#### Exercise requirements:
Nothing in the data should be left out, so repeat it all exactly.

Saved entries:
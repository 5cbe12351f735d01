//! Renewable source models (solar array, wind turbine).

use rand::Rng;
use serde::{Deserialize, Serialize};

use super::drift::DriftBand;

/// Electrical parameters of one renewable DC source.
///
/// Voltage performs a bounded random walk. Current only flows while the
/// voltage is above the cut-in threshold; below it the source is treated as
/// disconnected and current is forced to zero regardless of its prior value.
#[derive(Debug, Clone, Copy, PartialEq, Serialize, Deserialize)]
#[serde(deny_unknown_fields)]
pub struct SourceParams {
    /// Terminal voltage band (V).
    pub voltage: DriftBand,
    /// Output current band while above cut-in (A).
    pub current: DriftBand,
    /// Voltage at or below which no current flows (V).
    pub cut_in_v: f64,
}

impl SourceParams {
    /// Default 24 V solar string.
    pub const fn solar() -> Self {
        Self {
            voltage: DriftBand::new(0.0, 24.0, 0.5),
            current: DriftBand::new(0.0, 15.0, 0.2),
            cut_in_v: 5.0,
        }
    }

    /// Default small wind turbine; voltage is more volatile than solar.
    pub const fn wind() -> Self {
        Self {
            voltage: DriftBand::new(0.0, 24.0, 1.5),
            current: DriftBand::new(0.0, 20.0, 0.5),
            cut_in_v: 5.0,
        }
    }

    /// Draws the next reading from the previous one.
    ///
    /// # Arguments
    ///
    /// * `rng` - Random source
    /// * `previous` - Reading from the previous tick
    /// * `conditions` - External limits for this tick (weather, brake)
    /// * `energy_scale` - Power-to-energy factor applied per tick
    pub fn next_reading<R: Rng + ?Sized>(
        &self,
        rng: &mut R,
        previous: &SourceReading,
        conditions: SourceConditions,
        energy_scale: f64,
    ) -> SourceReading {
        let band = if conditions.availability < 1.0 {
            self.voltage.with_ceiling_scaled(conditions.availability)
        } else {
            self.voltage
        };
        let voltage = band.next(rng, previous.voltage);

        let current = if voltage > self.cut_in_v && !conditions.braked {
            self.current.next(rng, previous.current)
        } else {
            0.0
        };

        let power = voltage * current;
        SourceReading {
            voltage,
            current,
            power,
            energy_today: previous.energy_today + power * energy_scale,
        }
    }
}

/// Per-tick external limits on a source.
#[derive(Debug, Clone, Copy, PartialEq)]
pub struct SourceConditions {
    /// Fraction of the nominal voltage ceiling reachable this tick (0.0..=1.0).
    pub availability: f64,
    /// Mechanical brake or isolator engaged; no current flows.
    pub braked: bool,
}

impl SourceConditions {
    /// No weather limit and no brake.
    pub const UNRESTRICTED: Self = Self {
        availability: 1.0,
        braked: false,
    };

    /// Conditions with the given availability and no brake.
    ///
    /// # Panics
    ///
    /// Panics if `availability` is outside `[0.0, 1.0]`.
    pub fn available(availability: f64) -> Self {
        assert!(
            (0.0..=1.0).contains(&availability),
            "availability must be within [0, 1], got {availability}"
        );
        Self {
            availability,
            braked: false,
        }
    }

    /// Returns the same conditions with the brake set to `braked`.
    pub fn with_brake(self, braked: bool) -> Self {
        Self { braked, ..self }
    }
}

/// One DC source measurement.
#[derive(Debug, Clone, Copy, PartialEq, Serialize, Deserialize)]
pub struct SourceReading {
    /// Terminal voltage (V).
    pub voltage: f64,
    /// Output current (A, >= 0).
    pub current: f64,
    /// Output power, `voltage * current` (W, >= 0).
    pub power: f64,
    /// Energy produced since the start of the simulated day.
    pub energy_today: f64,
}

impl SourceReading {
    /// Reading with `power` derived from `voltage` and `current`.
    pub fn new(voltage: f64, current: f64, energy_today: f64) -> Self {
        Self {
            voltage,
            current,
            power: voltage * current,
            energy_today,
        }
    }
}

#[cfg(test)]
mod tests {
    use super::*;
    use rand::{SeedableRng, rngs::StdRng};

    const SCALE: f64 = 1e-4;

    #[test]
    fn below_cut_in_forces_zero_current() {
        let mut rng = StdRng::seed_from_u64(42);
        let params = SourceParams::solar();
        // 3 V with tiny volatility cannot climb past the 5 V cut-in.
        let previous = SourceReading::new(3.0, 9.0, 10.0);
        let next = params.next_reading(&mut rng, &previous, SourceConditions::UNRESTRICTED, SCALE);
        assert!(next.voltage < params.cut_in_v);
        assert_eq!(next.current, 0.0);
        assert_eq!(next.power, 0.0);
        assert_eq!(next.energy_today, 10.0);
    }

    #[test]
    fn above_cut_in_produces_power() {
        let mut rng = StdRng::seed_from_u64(42);
        let params = SourceParams::solar();
        let previous = SourceReading::new(18.5, 4.2, 0.0);
        let next = params.next_reading(&mut rng, &previous, SourceConditions::UNRESTRICTED, SCALE);
        assert!(next.current > 0.0);
        assert_eq!(next.power, next.voltage * next.current);
        assert!((next.energy_today - next.power * SCALE).abs() < 1e-12);
    }

    #[test]
    fn brake_stops_current() {
        let mut rng = StdRng::seed_from_u64(5);
        let params = SourceParams::wind();
        let previous = SourceReading::new(15.0, 8.0, 1.0);
        let conditions = SourceConditions::UNRESTRICTED.with_brake(true);
        let next = params.next_reading(&mut rng, &previous, conditions, SCALE);
        assert_eq!(next.current, 0.0);
        assert_eq!(next.power, 0.0);
    }

    #[test]
    fn availability_caps_voltage() {
        let mut rng = StdRng::seed_from_u64(11);
        let params = SourceParams::solar();
        let mut reading = SourceReading::new(20.0, 5.0, 0.0);
        for _ in 0..500 {
            reading =
                params.next_reading(&mut rng, &reading, SourceConditions::available(0.25), SCALE);
            assert!(reading.voltage <= 6.0 + 1e-12);
        }
    }

    #[test]
    fn readings_stay_in_bands_and_energy_grows() {
        let mut rng = StdRng::seed_from_u64(99);
        for params in [SourceParams::solar(), SourceParams::wind()] {
            let mut reading = SourceReading::new(12.0, 2.0, 0.0);
            for _ in 0..5_000 {
                let next =
                    params.next_reading(&mut rng, &reading, SourceConditions::UNRESTRICTED, SCALE);
                assert!(next.voltage >= params.voltage.min && next.voltage <= params.voltage.max);
                assert!(next.current >= 0.0 && next.current <= params.current.max);
                assert!(next.power >= 0.0);
                assert!(next.energy_today >= reading.energy_today);
                reading = next;
            }
        }
    }

    #[test]
    #[should_panic]
    fn availability_above_one_panics() {
        SourceConditions::available(1.5);
    }
}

#### Problem solution:
repository 5cbe12351f735d01
//! Renewable source models (solar array, wind turbine).

use rand::Rng;
use serde::{Deserialize, Serialize};

use super::drift::DriftBand;

/// Electrical parameters of one renewable DC source.
///
/// Voltage performs a bounded random walk. Current only flows while the
/// voltage is above the cut-in threshold; below it the source is treated as
/// disconnected and current is forced to zero regardless of its prior value.
#[derive(Debug, Clone, Copy, PartialEq, Serialize, Deserialize)]
#[serde(deny_unknown_fields)]
pub struct SourceParams {
    /// Terminal voltage band (V).
    pub voltage: DriftBand,
    /// Output current band while above cut-in (A).
    pub current: DriftBand,
    /// Voltage at or below which no current flows (V).
    pub cut_in_v: f64,
}

impl SourceParams {
    /// Default 24 V solar string.
    pub const fn solar() -> Self {
        Self {
            voltage: DriftBand::new(0.0, 24.0, 0.5),
            current: DriftBand::new(0.0, 15.0, 0.2),
            cut_in_v: 5.0,
        }
    }

    /// Default small wind turbine; voltage is more volatile than solar.
    pub const fn wind() -> Self {
        Self {
            voltage: DriftBand::new(0.0, 24.0, 1.5),
            current: DriftBand::new(0.0, 20.0, 0.5),
            cut_in_v: 5.0,
        }
    }

    /// Draws the next reading from the previous one.
    ///
    /// # Arguments
    ///
    /// * `rng` - Random source
    /// * `previous` - Reading from the previous tick
    /// * `conditions` - External limits for this tick (weather, brake)
    /// * `energy_scale` - Power-to-energy factor applied per tick
    pub fn next_reading<R: Rng + ?Sized>(
        &self,
        rng: &mut R,
        previous: &SourceReading,
        conditions: SourceConditions,
        energy_scale: f64,
    ) -> SourceReading {
        let band = if conditions.availability < 1.0 {
            self.voltage.with_ceiling_scaled(conditions.availability)
        } else {
            self.voltage
        };
        let voltage = band.next(rng, previous.voltage);

        let current = if voltage > self.cut_in_v && !conditions.braked {
            self.current.next(rng, previous.current)
        } else {
            0.0
        };

        let power = voltage * current;
        SourceReading {
            voltage,
            current,
            power,
            energy_today: previous.energy_today + power * energy_scale,
        }
    }
}

/// Per-tick external limits on a source.
#[derive(Debug, Clone, Copy, PartialEq)]
pub struct SourceConditions {
    /// Fraction of the nominal voltage ceiling reachable this tick (0.0..=1.0).
    pub availability: f64,
    /// Mechanical brake or isolator engaged; no current flows.
    pub braked: bool,
}

impl SourceConditions {
    /// No weather limit and no brake.
    pub const UNRESTRICTED: Self = Self {
        availability: 1.0,
        braked: false,
    };

    /// Conditions with the given availability and no brake.
    ///
    /// # Panics
    ///
    /// Panics if `availability` is outside `[0.0, 1.0]`.
    pub fn available(availability: f64) -> Self {
        assert!(
            (0.0..=1.0).contains(&availability),
            "availability must be within [0, 1], got {availability}"
        );
        Self {
            availability,
            braked: false,
        }
    }

    /// Returns the same conditions with the brake set to `braked`.
    pub fn with_brake(self, braked: bool) -> Self {
        Self { braked, ..self }
    }
}

/// One DC source measurement.
#[derive(Debug, Clone, Copy, PartialEq, Serialize, Deserialize)]
pub struct SourceReading {
    /// Terminal voltage (V).
    pub voltage: f64,
    /// Output current (A, >= 0).
    pub current: f64,
    /// Output power, `voltage * current` (W, >= 0).
    pub power: f64,
    /// Energy produced since the start of the simulated day.
    pub energy_today: f64,
}

impl SourceReading {
    /// Reading with `power` derived from `voltage` and `current`.
    pub fn new(voltage: f64, current: f64, energy_today: f64) -> Self {
        Self {
            voltage,
            current,
            power: voltage * current,
            energy_today,
        }
    }
}

#[cfg(test)]
mod tests {
    use super::*;
    use rand::{SeedableRng, rngs::StdRng};

    const SCALE: f64 = 1e-4;

    #[test]
    fn below_cut_in_forces_zero_current() {
        let mut rng = StdRng::seed_from_u64(42);
        let params = SourceParams::solar();
        // 3 V with tiny volatility cannot climb past the 5 V cut-in.
        let previous = SourceReading::new(3.0, 9.0, 10.0);
        let next = params.next_reading(&mut rng, &previous, SourceConditions::UNRESTRICTED, SCALE);
        assert!(next.voltage < params.cut_in_v);
        assert_eq!(next.current, 0.0);
        assert_eq!(next.power, 0.0);
        assert_eq!(next.energy_today, 10.0);
    }

    #[test]
    fn above_cut_in_produces_power() {
        let mut rng = StdRng::seed_from_u64(42);
        let params = SourceParams::solar();
        let previous = SourceReading::new(18.5, 4.2, 0.0);
        let next = params.next_reading(&mut rng, &previous, SourceConditions::UNRESTRICTED, SCALE);
        assert!(next.current > 0.0);
        assert_eq!(next.power, next.voltage * next.current);
        assert!((next.energy_today - next.power * SCALE).abs() < 1e-12);
    }

    #[test]
    fn brake_stops_current() {
        let mut rng = StdRng::seed_from_u64(5);
        let params = SourceParams::wind();
        let previous = SourceReading::new(15.0, 8.0, 1.0);
        let conditions = SourceConditions::UNRESTRICTED.with_brake(true);
        let next = params.next_reading(&mut rng, &previous, conditions, SCALE);
        assert_eq!(next.current, 0.0);
        assert_eq!(next.power, 0.0);
    }

    #[test]
    fn availability_caps_voltage() {
        let mut rng = StdRng::seed_from_u64(11);
        let params = SourceParams::solar();
        let mut reading = SourceReading::new(20.0, 5.0, 0.0);
        for _ in 0..500 {
            reading =
                params.next_reading(&mut rng, &reading, SourceConditions::available(0.25), SCALE);
            assert!(reading.voltage <= 6.0 + 1e-12);
        }
    }

    #[test]
    fn readings_stay_in_bands_and_energy_grows() {
        let mut rng = StdRng::seed_from_u64(99);
        for params in [SourceParams::solar(), SourceParams::wind()] {
            let mut reading = SourceReading::new(12.0, 2.0, 0.0);
            for _ in 0..5_000 {
                let next =
                    params.next_reading(&mut rng, &reading, SourceConditions::UNRESTRICTED, SCALE);
                assert!(next.voltage >= params.voltage.min && next.voltage <= params.voltage.max);
                assert!(next.current >= 0.0 && next.current <= params.current.max);
                assert!(next.power >= 0.0);
                assert!(next.energy_today >= reading.energy_today);
                reading = next;
            }
        }
    }

    #[test]
    #[should_panic]
    fn availability_above_one_panics() {
        SourceConditions::available(1.5);
    }
}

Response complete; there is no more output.